Items from a dataset:
===============
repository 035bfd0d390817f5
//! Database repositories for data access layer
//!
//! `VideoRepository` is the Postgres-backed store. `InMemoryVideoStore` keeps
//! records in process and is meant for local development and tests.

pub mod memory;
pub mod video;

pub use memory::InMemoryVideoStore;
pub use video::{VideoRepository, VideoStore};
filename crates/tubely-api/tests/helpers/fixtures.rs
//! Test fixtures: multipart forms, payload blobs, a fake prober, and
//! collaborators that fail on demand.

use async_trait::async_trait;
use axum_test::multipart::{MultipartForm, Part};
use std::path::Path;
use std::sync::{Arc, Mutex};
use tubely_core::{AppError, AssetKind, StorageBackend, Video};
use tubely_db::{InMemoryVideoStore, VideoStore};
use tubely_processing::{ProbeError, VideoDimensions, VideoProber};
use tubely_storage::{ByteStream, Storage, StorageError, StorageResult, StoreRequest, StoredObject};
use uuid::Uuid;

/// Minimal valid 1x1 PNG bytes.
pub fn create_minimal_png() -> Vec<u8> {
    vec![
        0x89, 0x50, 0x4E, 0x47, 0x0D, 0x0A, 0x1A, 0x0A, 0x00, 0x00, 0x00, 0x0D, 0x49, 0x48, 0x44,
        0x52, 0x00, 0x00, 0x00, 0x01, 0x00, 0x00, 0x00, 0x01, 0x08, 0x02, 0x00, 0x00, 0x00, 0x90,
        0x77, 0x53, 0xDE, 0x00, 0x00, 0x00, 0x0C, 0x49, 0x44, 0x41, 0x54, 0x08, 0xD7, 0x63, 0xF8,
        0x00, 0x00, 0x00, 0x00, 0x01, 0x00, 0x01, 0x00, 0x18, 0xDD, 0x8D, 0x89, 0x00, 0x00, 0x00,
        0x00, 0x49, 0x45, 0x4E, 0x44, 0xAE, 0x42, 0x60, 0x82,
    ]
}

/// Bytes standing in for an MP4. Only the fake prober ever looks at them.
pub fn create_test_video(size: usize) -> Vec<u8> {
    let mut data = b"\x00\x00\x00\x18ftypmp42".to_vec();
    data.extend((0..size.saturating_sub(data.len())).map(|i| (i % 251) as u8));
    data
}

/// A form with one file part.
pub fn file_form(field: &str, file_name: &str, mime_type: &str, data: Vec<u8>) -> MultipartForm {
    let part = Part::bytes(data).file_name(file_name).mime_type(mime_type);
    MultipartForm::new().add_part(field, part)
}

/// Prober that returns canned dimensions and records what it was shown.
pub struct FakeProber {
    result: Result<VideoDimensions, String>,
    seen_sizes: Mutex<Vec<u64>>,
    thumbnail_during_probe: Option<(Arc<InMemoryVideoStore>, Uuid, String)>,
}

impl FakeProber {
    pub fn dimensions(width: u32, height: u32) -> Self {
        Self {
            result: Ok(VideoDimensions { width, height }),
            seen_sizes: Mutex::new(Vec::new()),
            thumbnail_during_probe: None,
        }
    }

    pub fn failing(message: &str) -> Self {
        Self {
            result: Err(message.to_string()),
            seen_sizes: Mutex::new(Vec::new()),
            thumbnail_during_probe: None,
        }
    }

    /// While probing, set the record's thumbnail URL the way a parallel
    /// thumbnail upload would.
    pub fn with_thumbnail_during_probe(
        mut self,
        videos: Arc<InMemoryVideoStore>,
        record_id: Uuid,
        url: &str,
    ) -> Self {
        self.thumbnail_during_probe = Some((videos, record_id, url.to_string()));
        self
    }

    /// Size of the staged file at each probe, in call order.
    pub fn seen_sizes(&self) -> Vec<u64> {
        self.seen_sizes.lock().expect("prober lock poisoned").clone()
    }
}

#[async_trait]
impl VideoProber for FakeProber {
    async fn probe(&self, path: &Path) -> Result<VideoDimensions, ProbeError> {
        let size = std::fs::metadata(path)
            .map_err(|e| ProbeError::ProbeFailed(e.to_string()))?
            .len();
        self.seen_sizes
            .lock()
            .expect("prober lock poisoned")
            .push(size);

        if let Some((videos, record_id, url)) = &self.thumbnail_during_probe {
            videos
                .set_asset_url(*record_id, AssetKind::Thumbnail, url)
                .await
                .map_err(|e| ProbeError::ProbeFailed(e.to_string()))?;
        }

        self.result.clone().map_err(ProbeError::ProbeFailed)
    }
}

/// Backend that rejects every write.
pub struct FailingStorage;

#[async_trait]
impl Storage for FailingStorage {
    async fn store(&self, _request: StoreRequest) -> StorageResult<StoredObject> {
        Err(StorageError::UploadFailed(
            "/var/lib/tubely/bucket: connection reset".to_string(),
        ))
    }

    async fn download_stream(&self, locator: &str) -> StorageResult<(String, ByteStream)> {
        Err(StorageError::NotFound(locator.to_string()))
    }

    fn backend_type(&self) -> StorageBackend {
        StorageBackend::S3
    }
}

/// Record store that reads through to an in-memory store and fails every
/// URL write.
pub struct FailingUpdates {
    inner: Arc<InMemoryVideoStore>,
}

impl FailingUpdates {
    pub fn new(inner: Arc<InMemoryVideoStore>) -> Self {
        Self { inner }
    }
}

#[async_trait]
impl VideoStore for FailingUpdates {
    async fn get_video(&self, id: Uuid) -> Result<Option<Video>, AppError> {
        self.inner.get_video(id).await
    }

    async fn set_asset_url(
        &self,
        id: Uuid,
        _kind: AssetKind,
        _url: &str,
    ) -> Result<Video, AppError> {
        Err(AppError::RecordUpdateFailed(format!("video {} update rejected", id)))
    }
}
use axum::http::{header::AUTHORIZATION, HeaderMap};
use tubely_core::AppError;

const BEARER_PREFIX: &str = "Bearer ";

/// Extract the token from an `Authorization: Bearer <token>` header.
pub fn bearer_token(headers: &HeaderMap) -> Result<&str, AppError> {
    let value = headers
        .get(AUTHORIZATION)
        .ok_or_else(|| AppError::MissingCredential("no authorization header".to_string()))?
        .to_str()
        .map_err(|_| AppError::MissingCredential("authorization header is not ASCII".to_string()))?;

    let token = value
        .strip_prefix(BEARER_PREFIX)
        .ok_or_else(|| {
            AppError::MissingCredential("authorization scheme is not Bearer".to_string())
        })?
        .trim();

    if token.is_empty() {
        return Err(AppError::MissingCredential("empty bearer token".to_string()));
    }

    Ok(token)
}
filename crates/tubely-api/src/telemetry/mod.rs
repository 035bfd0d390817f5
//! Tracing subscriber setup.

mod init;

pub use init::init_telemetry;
===============
THE PROBLEM: Scan each line of the entries above for the word "fixtures" and report how many lines contain it, with nothing else.

EXERCISE RESPONSE: 2